Once upon a time in a far and distant land my job included retrieving investigative leads and evidence from all sorts of electronic devices but mainly from telecommunications equipment. Yes, I was an electronic snoop.
Many consumers (some of them still sitting in federal prison) do not fully appreciate just how much information about their behaviors is stored in such things as their car's computer, their home or office's electronic telephone system, or their personal and networked computers and the associated servers. Often overlooked as an electronic tattletale is the most ubiquitous telecommunication device of the late 20th century: the cellular mobile telephone.
So commonplace have these little marvels become that we load them up with all sorts of personal contact information (including call logs, photos of children, homes, outings, etc.) and then discard them every year or two when a newer and more full-featured model hits the market. Some people, maybe most, go through the phones and dutifully use the erase or reset function before giving the phone away to the Women's Center or simply tossing it in the garbage. Believing they have cleansed the little beast of its incriminating, embarrassing, or maybe titillating information, they toss or donate it . And they leave behind a good deal of information for us electronic snoops. How much information? Read this Washington Post article titled
Used Cellphones Hold Trove of Secrets That Can Be Hard to Erase (free registration may be required).

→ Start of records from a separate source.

//! Provider condition codes and their classification into canonical icons.
//!
//! All three encodings are table driven: an exact lookup for OpenWeather icon
//! codes, a descending threshold list for OpenWeather weather ids, and an
//! indexed table for Yahoo condition codes.

use serde::{Deserialize, Serialize};
use std::fmt;

use crate::icon::{CanonicalIcon, IconSet};

/// Raw condition value returned by a weather provider.
#[derive(Debug, Clone, PartialEq, Eq, Serialize, Deserialize)]
#[serde(rename_all = "snake_case")]
pub enum ProviderConditionCode {
    /// OpenWeather icon token such as `"01d"`.
    IconCode(String),
    /// OpenWeather weather-type id such as `800`.
    WeatherId(i64),
    /// Yahoo condition code, `0..=47` or the `3200` sentinel.
    ConditionCode(i64),
}

impl ProviderConditionCode {
    pub fn encoding(&self) -> Encoding {
        match self {
            ProviderConditionCode::IconCode(_) => Encoding::IconCode,
            ProviderConditionCode::WeatherId(_) => Encoding::WeatherId,
            ProviderConditionCode::ConditionCode(_) => Encoding::ConditionCode,
        }
    }
}

impl fmt::Display for ProviderConditionCode {
    fn fmt(&self, f: &mut fmt::Formatter<'_>) -> fmt::Result {
        match self {
            ProviderConditionCode::IconCode(code) => write!(f, "icon code {code:?}"),
            ProviderConditionCode::WeatherId(id) => write!(f, "weather id {id}"),
            ProviderConditionCode::ConditionCode(code) => write!(f, "condition code {code}"),
        }
    }
}

/// Which condition encoding a deployment uses.
#[derive(Debug, Clone, Copy, PartialEq, Eq, Hash, Serialize, Deserialize, Default)]
#[serde(rename_all = "snake_case")]
pub enum Encoding {
    #[default]
    IconCode,
    WeatherId,
    ConditionCode,
}

impl Encoding {
    pub fn as_str(&self) -> &'static str {
        match self {
            Encoding::IconCode => "icon_code",
            Encoding::WeatherId => "weather_id",
            Encoding::ConditionCode => "condition_code",
        }
    }

    /// The firmware enumeration paired with this encoding.
    pub fn icon_set(&self) -> IconSet {
        match self {
            Encoding::IconCode => IconSet::IconCode,
            Encoding::WeatherId => IconSet::WeatherId,
            Encoding::ConditionCode => IconSet::ConditionCode,
        }
    }
}

impl TryFrom<&str> for Encoding {
    type Error = anyhow::Error;

    fn try_from(value: &str) -> Result<Self, Self::Error> {
        match value.to_lowercase().replace('-', "_").as_str() {
            "icon_code" | "icon" => Ok(Encoding::IconCode),
            "weather_id" | "id" => Ok(Encoding::WeatherId),
            "condition_code" | "condition" => Ok(Encoding::ConditionCode),
            _ => Err(anyhow::anyhow!(
                "Unknown condition encoding '{value}'. Supported: icon_code, weather_id, condition_code."
            )),
        }
    }
}

const ICON_CODE_TABLE: &[(&str, CanonicalIcon)] = &[
    ("01d", CanonicalIcon::ClearDay),
    ("01n", CanonicalIcon::ClearNight),
    ("02d", CanonicalIcon::PartlyCloudyDay),
    ("02n", CanonicalIcon::PartlyCloudyNight),
    ("03d", CanonicalIcon::Cloud),
    ("03n", CanonicalIcon::Cloud),
    ("04d", CanonicalIcon::Overcast),
    ("04n", CanonicalIcon::Overcast),
    ("09d", CanonicalIcon::Rain),
    ("09n", CanonicalIcon::Rain),
    ("10d", CanonicalIcon::Rain),
    ("10n", CanonicalIcon::Rain),
    ("11d", CanonicalIcon::Storm),
    ("11n", CanonicalIcon::Storm),
    ("13d", CanonicalIcon::Snow),
    ("13n", CanonicalIcon::Snow),
    ("50d", CanonicalIcon::Mist),
    ("50n", CanonicalIcon::Fog),
];

// Highest threshold first; the first band with `id >= threshold` wins.
const WEATHER_ID_BANDS: &[(i64, CanonicalIcon)] = &[
    (802, CanonicalIcon::Cloud),
    (801, CanonicalIcon::PartlyCloudy),
    (800, CanonicalIcon::Clear),
    (700, CanonicalIcon::Haze),
    (600, CanonicalIcon::Snow),
    (300, CanonicalIcon::Rain),
];

const WEATHER_ID_FLOOR: CanonicalIcon = CanonicalIcon::Storm;

/// Yahoo's "not available" condition code.
pub const CONDITION_NOT_AVAILABLE: i64 = 3200;

// Indexed by Yahoo condition code.
const CONDITION_CODE_TABLE: [CanonicalIcon; 48] = [
    CanonicalIcon::Windy,             // 0 tornado
    CanonicalIcon::Storm,             // 1 tropical storm
    CanonicalIcon::Windy,             // 2 hurricane
    CanonicalIcon::Storm,             // 3 severe thunderstorms
    CanonicalIcon::Storm,             // 4 thunderstorms
    CanonicalIcon::Snow,              // 5 mixed rain and snow
    CanonicalIcon::Hail,              // 6 mixed rain and sleet
    CanonicalIcon::Snow,              // 7 mixed snow and sleet
    CanonicalIcon::Rain,              // 8 freezing drizzle
    CanonicalIcon::Rain,              // 9 drizzle
    CanonicalIcon::Rain,              // 10 freezing rain
    CanonicalIcon::Rain,              // 11 showers
    CanonicalIcon::Rain,              // 12 showers
    CanonicalIcon::Snow,              // 13 snow flurries
    CanonicalIcon::Snow,              // 14 light snow showers
    CanonicalIcon::Snow,              // 15 blowing snow
    CanonicalIcon::Snow,              // 16 snow
    CanonicalIcon::Hail,              // 17 hail
    CanonicalIcon::Hail,              // 18 sleet
    CanonicalIcon::Haze,              // 19 dust
    CanonicalIcon::Haze,              // 20 foggy
    CanonicalIcon::Haze,              // 21 haze
    CanonicalIcon::Haze,              // 22 smoky
    CanonicalIcon::Windy,             // 23 blustery
    CanonicalIcon::Windy,             // 24 windy
    CanonicalIcon::Cold,              // 25 cold
    CanonicalIcon::Cloudy,            // 26 cloudy
    CanonicalIcon::Cloud,             // 27 mostly cloudy (night)
    CanonicalIcon::Cloud,             // 28 mostly cloudy (day)
    CanonicalIcon::PartlyCloudyNight, // 29 partly cloudy (night)
    CanonicalIcon::PartlyCloudyDay,   // 30 partly cloudy (day)
    CanonicalIcon::ClearNight,        // 31 clear (night)
    CanonicalIcon::ClearDay,          // 32 sunny
    CanonicalIcon::ClearNight,        // 33 fair (night)
    CanonicalIcon::ClearDay,          // 34 fair (day)
    CanonicalIcon::Hail,              // 35 mixed rain and hail
    CanonicalIcon::ClearDay,          // 36 hot
    CanonicalIcon::Storm,             // 37 isolated thunderstorms
    CanonicalIcon::Storm,             // 38 scattered thunderstorms
    CanonicalIcon::Storm,             // 39 scattered thunderstorms
    CanonicalIcon::Rain,              // 40 scattered showers
    CanonicalIcon::Snow,              // 41 heavy snow
    CanonicalIcon::Snow,              // 42 scattered snow showers
    CanonicalIcon::Snow,              // 43 heavy snow
    CanonicalIcon::PartlyCloudyDay,   // 44 partly cloudy
    CanonicalIcon::Storm,             // 45 thundershowers
    CanonicalIcon::Snow,              // 46 snow showers
    CanonicalIcon::Storm,             // 47 isolated thundershowers
];

/// Classify a provider condition code. Total: every input yields an icon.
pub fn classify(code: &ProviderConditionCode) -> CanonicalIcon {
    match code {
        ProviderConditionCode::IconCode(token) => classify_icon_code(token),
        ProviderConditionCode::WeatherId(id) => classify_weather_id(*id),
        ProviderConditionCode::ConditionCode(code) => classify_condition_code(*code),
    }
}

pub fn classify_icon_code(token: &str) -> CanonicalIcon {
    ICON_CODE_TABLE
        .iter()
        .find(|(code, _)| *code == token)
        .map(|(_, icon)| *icon)
        .unwrap_or(CanonicalIcon::Unknown)
}

pub fn classify_weather_id(id: i64) -> CanonicalIcon {
    WEATHER_ID_BANDS
        .iter()
        .find(|(threshold, _)| id >= *threshold)
        .map(|(_, icon)| *icon)
        .unwrap_or(WEATHER_ID_FLOOR)
}

/// Codes outside `0..=47` (other than the sentinel) have no firmware icon and
/// fall back to [`CanonicalIcon::NotAvailable`].
pub fn classify_condition_code(code: i64) -> CanonicalIcon {
    if code == CONDITION_NOT_AVAILABLE {
        return CanonicalIcon::NotAvailable;
    }

    usize::try_from(code)
        .ok()
        .and_then(|idx| CONDITION_CODE_TABLE.get(idx))
        .copied()
        .unwrap_or(CanonicalIcon::NotAvailable)
}

#[cfg(test)]
mod tests {
    use super::*;

    fn icon(token: &str) -> CanonicalIcon {
        classify(&ProviderConditionCode::IconCode(token.to_string()))
    }

    #[test]
    fn icon_codes_match_table() {
        assert_eq!(icon("01d"), CanonicalIcon::ClearDay);
        assert_eq!(icon("01n"), CanonicalIcon::ClearNight);
        assert_eq!(icon("02d"), CanonicalIcon::PartlyCloudyDay);
        assert_eq!(icon("02n"), CanonicalIcon::PartlyCloudyNight);
        assert_eq!(icon("03n"), CanonicalIcon::Cloud);
        assert_eq!(icon("04d"), CanonicalIcon::Overcast);
        assert_eq!(icon("11n"), CanonicalIcon::Storm);
        assert_eq!(icon("13d"), CanonicalIcon::Snow);
        assert_eq!(icon("50d"), CanonicalIcon::Mist);
        assert_eq!(icon("50n"), CanonicalIcon::Fog);
    }

    #[test]
    fn rain_codes_collapse() {
        for token in ["09d", "09n", "10d", "10n"] {
            assert_eq!(icon(token), CanonicalIcon::Rain, "{token}");
        }
    }

    #[test]
    fn unknown_icon_codes() {
        assert_eq!(icon("99z"), CanonicalIcon::Unknown);
        assert_eq!(icon(""), CanonicalIcon::Unknown);
        assert_eq!(icon("01D"), CanonicalIcon::Unknown);
        assert_eq!(icon(" 01d"), CanonicalIcon::Unknown);
    }

    #[test]
    fn weather_id_boundaries() {
        assert_eq!(classify_weather_id(804), CanonicalIcon::Cloud);
        assert_eq!(classify_weather_id(802), CanonicalIcon::Cloud);
        assert_eq!(classify_weather_id(801), CanonicalIcon::PartlyCloudy);
        assert_eq!(classify_weather_id(800), CanonicalIcon::Clear);
        assert_eq!(classify_weather_id(799), CanonicalIcon::Haze);
        assert_eq!(classify_weather_id(700), CanonicalIcon::Haze);
        assert_eq!(classify_weather_id(699), CanonicalIcon::Snow);
        assert_eq!(classify_weather_id(600), CanonicalIcon::Snow);
        assert_eq!(classify_weather_id(599), CanonicalIcon::Rain);
        assert_eq!(classify_weather_id(300), CanonicalIcon::Rain);
        assert_eq!(classify_weather_id(299), CanonicalIcon::Storm);
        assert_eq!(classify_weather_id(-1), CanonicalIcon::Storm);
    }

    #[test]
    fn weather_id_bands_are_descending() {
        assert!(WEATHER_ID_BANDS.windows(2).all(|w| w[0].0 > w[1].0));
    }

    #[test]
    fn condition_codes() {
        let c = |code| classify(&ProviderConditionCode::ConditionCode(code));
        assert_eq!(c(32), CanonicalIcon::ClearDay);
        assert_eq!(c(31), CanonicalIcon::ClearNight);
        assert_eq!(c(25), CanonicalIcon::Cold);
        assert_eq!(c(26), CanonicalIcon::Cloudy);
        assert_eq!(c(3200), CanonicalIcon::NotAvailable);
    }

    #[test]
    fn thunderstorm_variants_share_storm() {
        for code in [3, 4, 37, 38, 39, 45, 47] {
            assert_eq!(classify_condition_code(code), CanonicalIcon::Storm, "{code}");
        }
    }

    #[test]
    fn condition_codes_outside_table_fall_back() {
        for code in [-1, 48, 100, 3199, 3201, i64::MAX, i64::MIN] {
            assert_eq!(classify_condition_code(code), CanonicalIcon::NotAvailable, "{code}");
        }
    }

    #[test]
    fn every_classification_fits_its_icon_set() {
        for (token, _) in ICON_CODE_TABLE {
            assert!(IconSet::IconCode.contains(classify_icon_code(token)));
        }
        for id in 0..1000 {
            assert!(IconSet::WeatherId.contains(classify_weather_id(id)));
        }
        for code in (0..48).chain([CONDITION_NOT_AVAILABLE]) {
            assert!(IconSet::ConditionCode.contains(classify_condition_code(code)));
        }
    }

    #[test]
    fn encoding_parses_aliases() {
        assert_eq!(Encoding::try_from("icon").unwrap(), Encoding::IconCode);
        assert_eq!(Encoding::try_from("weather-id").unwrap(), Encoding::WeatherId);
        assert_eq!(Encoding::try_from("CONDITION_CODE").unwrap(), Encoding::ConditionCode);
        assert!(Encoding::try_from("wmo").is_err());
    }
}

The proliferation of microprocessor memories in a wide range of devices including vehicles, appliances, utility meters, and telecommunications equipment has increased the probability that some of your private information will be compromised. At least with cellular mobile telephones, you can take steps to more completely reduce that probability. One reasonably accessible countermeasure is to contact the manufacturer of your phone and ask for specific instructions about how to completely erase and overwrite all the information you've put into the phone. You can also go to a website,
WirelessRecycling.com, and get erasure instructions for some telephone models.
That's the good news.
The bad news is that from firsthand experience analyzing equipment and dealing with cellular telephone design engineers, I can tell you that companies will often not reveal all of the exploitable capabilities of their equipment. Most of today's cellular mobile telephones have chips containing features that are not marketed or user accessible but have been designed in to minimize future manufacturing costs. On more than one occasion we caught cellular telephone manufacturers denying an exploitable capability existed. Then we confronted them with their lie by showing them how we had done what they denied could be done.
The bottom line is this: If you have a cellular mobile telephone you want to discard and if it is imperative that no critical information be retrieved from it, first remove the battery, then use a very heavy hammer or a torch to totally destroy the telephone. Electronic erasure and overwriting helps, but it is not totally reliable. So don't rely on it!